It is one of the grimmest ironies in life, that athwart the memory of sainted founders should be written the most tragic consequences. The Foundling Hospital of London, established by Coram – to save infant lives! – buried, between 1756 and 1760, 10,534 children out of 14,934 received, and the Dublin Foundling Hospital (suppressed in 1835) had a mortality of eighty per cent. The two great Russian institutions are, I gather, about equally deadly with seventy-five per cent., and the Italian institutes run to about ninety per cent. The Florentine boasts a very beautiful and touching series of putti by Delia Robbia, that does little or nothing to diminish its death-rate. So far from preventing infant murder these places, with the noblest intentions in the world, have, for all practical purposes, organized it. The London Foundling, be it noted, in the reorganized form it assumed after its first massacres, is not a Foundling Hospital at all. An extremely limited number of children, the illegitimate children of recommended respectable but unfortunate mothers, are converted into admirable bandsmen for the defence of the Empire or trained to be servants for people who feel the need of well-trained servants, at a gross cost that might well fill the mind of many a poor clergyman’s son with amazement and envy. And this is probably a particularly well-managed charity. It is doing all that can be expected of it, and stands far above the general Charitable average.

Every Poor Law Authority comes into the tangles of these perplexities. Upon the hands of every one of them come deserted children, the children of convicted criminals, the children of pauper families, a miscellaneous pitiful succession of responsibilities. The enterprises they are forced to undertake to meet these charges rest on taxation, a financial basis far stabler than the fitful good intentions of the rich, but apart from this advantage there is little about them to differentiate them from Charities. The method of treatment varies from a barrack system, in which the children are herded in huge asylums like those places between Sutton and Banstead, to what is perhaps preferable, the system of boarding-out little groups of children with suitable poor people. Provided such boarded-out children are systematically weighed, measured and examined, and at once withdrawn when they drop below average mental and bodily progress, it would seem more likely that a reasonable percentage should grow into ordinary useful citizens under these latter conditions than under the former.

It is well, however, to anticipate a very probable side result if we make the boarding out of pauper children a regular rural industry.
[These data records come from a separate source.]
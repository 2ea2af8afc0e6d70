//! Shared enumerations used by models, stores and the API

use serde::{Deserialize, Serialize};
use std::fmt;
use std::str::FromStr;

/// Role a user holds within a single trip plan
#[derive(Debug, Clone, Copy, PartialEq, Eq, Hash, Serialize, Deserialize)]
#[serde(rename_all = "SCREAMING_SNAKE_CASE")]
pub enum PlanRole {
    Owner,
    Member,
}

/// Lifecycle of a daily schedule row. Deleted is terminal.
#[derive(Debug, Clone, Copy, PartialEq, Eq, Serialize, Deserialize)]
#[serde(rename_all = "SCREAMING_SNAKE_CASE")]
pub enum ScheduleStatus {
    Active,
    Deleted,
}

#[derive(Debug, Clone, Copy, PartialEq, Eq, Hash, Serialize, Deserialize)]
#[serde(rename_all = "SCREAMING_SNAKE_CASE")]
pub enum LocationType {
    Accommodation,
    Restaurant,
    Attraction,
    Transport,
    Etc,
}

/// Category of a budget line: money set aside, or money already spent
#[derive(Debug, Clone, Copy, PartialEq, Eq, Hash, Serialize, Deserialize)]
#[serde(rename_all = "SCREAMING_SNAKE_CASE")]
pub enum BudgetType {
    Planned,
    Spent,
}

/// State of a friend request between two users
#[derive(Debug, Clone, Copy, PartialEq, Eq, Serialize, Deserialize)]
#[serde(rename_all = "SCREAMING_SNAKE_CASE")]
pub enum FriendshipStatus {
    Requested,
    Accepted,
    Rejected,
}

/// Raised when a stored text column holds a value no enum variant matches
#[derive(Debug, Clone, PartialEq, Eq, thiserror::Error)]
#[error("unknown {kind} value '{value}'")]
pub struct UnknownVariant {
    pub kind: &'static str,
    pub value: String,
}

// Stored as upper-case text columns; these mirror the serde names.
macro_rules! text_enum {
    ($ty:ident, $kind:literal, { $($variant:ident => $text:literal),+ $(,)? }) => {
        impl $ty {
            pub fn as_str(&self) -> &'static str {
                match self {
                    $($ty::$variant => $text,)+
                }
            }
        }

        impl FromStr for $ty {
            type Err = UnknownVariant;

            fn from_str(s: &str) -> Result<Self, Self::Err> {
                match s {
                    $($text => Ok($ty::$variant),)+
                    other => Err(UnknownVariant { kind: $kind, value: other.to_string() }),
                }
            }
        }

        impl fmt::Display for $ty {
            fn fmt(&self, f: &mut fmt::Formatter<'_>) -> fmt::Result {
                f.write_str(self.as_str())
            }
        }
    };
}

text_enum!(PlanRole, "plan role", {
    Owner => "OWNER",
    Member => "MEMBER",
});

text_enum!(ScheduleStatus, "schedule status", {
    Active => "ACTIVE",
    Deleted => "DELETED",
});

text_enum!(LocationType, "location type", {
    Accommodation => "ACCOMMODATION",
    Restaurant => "RESTAURANT",
    Attraction => "ATTRACTION",
    Transport => "TRANSPORT",
    Etc => "ETC",
});

text_enum!(BudgetType, "budget type", {
    Planned => "PLANNED",
    Spent => "SPENT",
});

text_enum!(FriendshipStatus, "friendship status", {
    Requested => "REQUESTED",
    Accepted => "ACCEPTED",
    Rejected => "REJECTED",
});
There will arise in many rural homes a very strong pecuniary inducement to limit the family. Side by side will be a couple with eight children – of their own, struggling hard to keep them, and another family with, let us say, two children of their own blood and six “boarded-out,” living in relative opulence. That side consequence must be anticipated. For my own part and for the reasons given in the second of these papers, I do not see that it is a very serious one so far as the future goes, because I do not think there is much to choose between the “heredity” of the rural and the urban strain. It is nonsense to pretend that we shall get the fine flower of the cottage population to board pauper children; we shall induce respectable inferior people living in healthy conditions to take care of an inferior sort of children rescued from unhealthy disreputable conditions – that is all. The average inherent quality of the resultant adults will be about the same whichever element predominates.

 

Possibly this indifference may seem undesirable. But we must bear in mind that the whole problem is hard to cope with, it is an aspect of failure, and no sentimental juggling with facts will convert the business into a beautiful or desirable thing. Somehow or other we have to pay. All expedients must be palliatives, all will involve sacrifices; we must, no doubt, adopt some of them for our present necessities, but they are like famine relief works, to adopt them in permanence is a counsel of despair.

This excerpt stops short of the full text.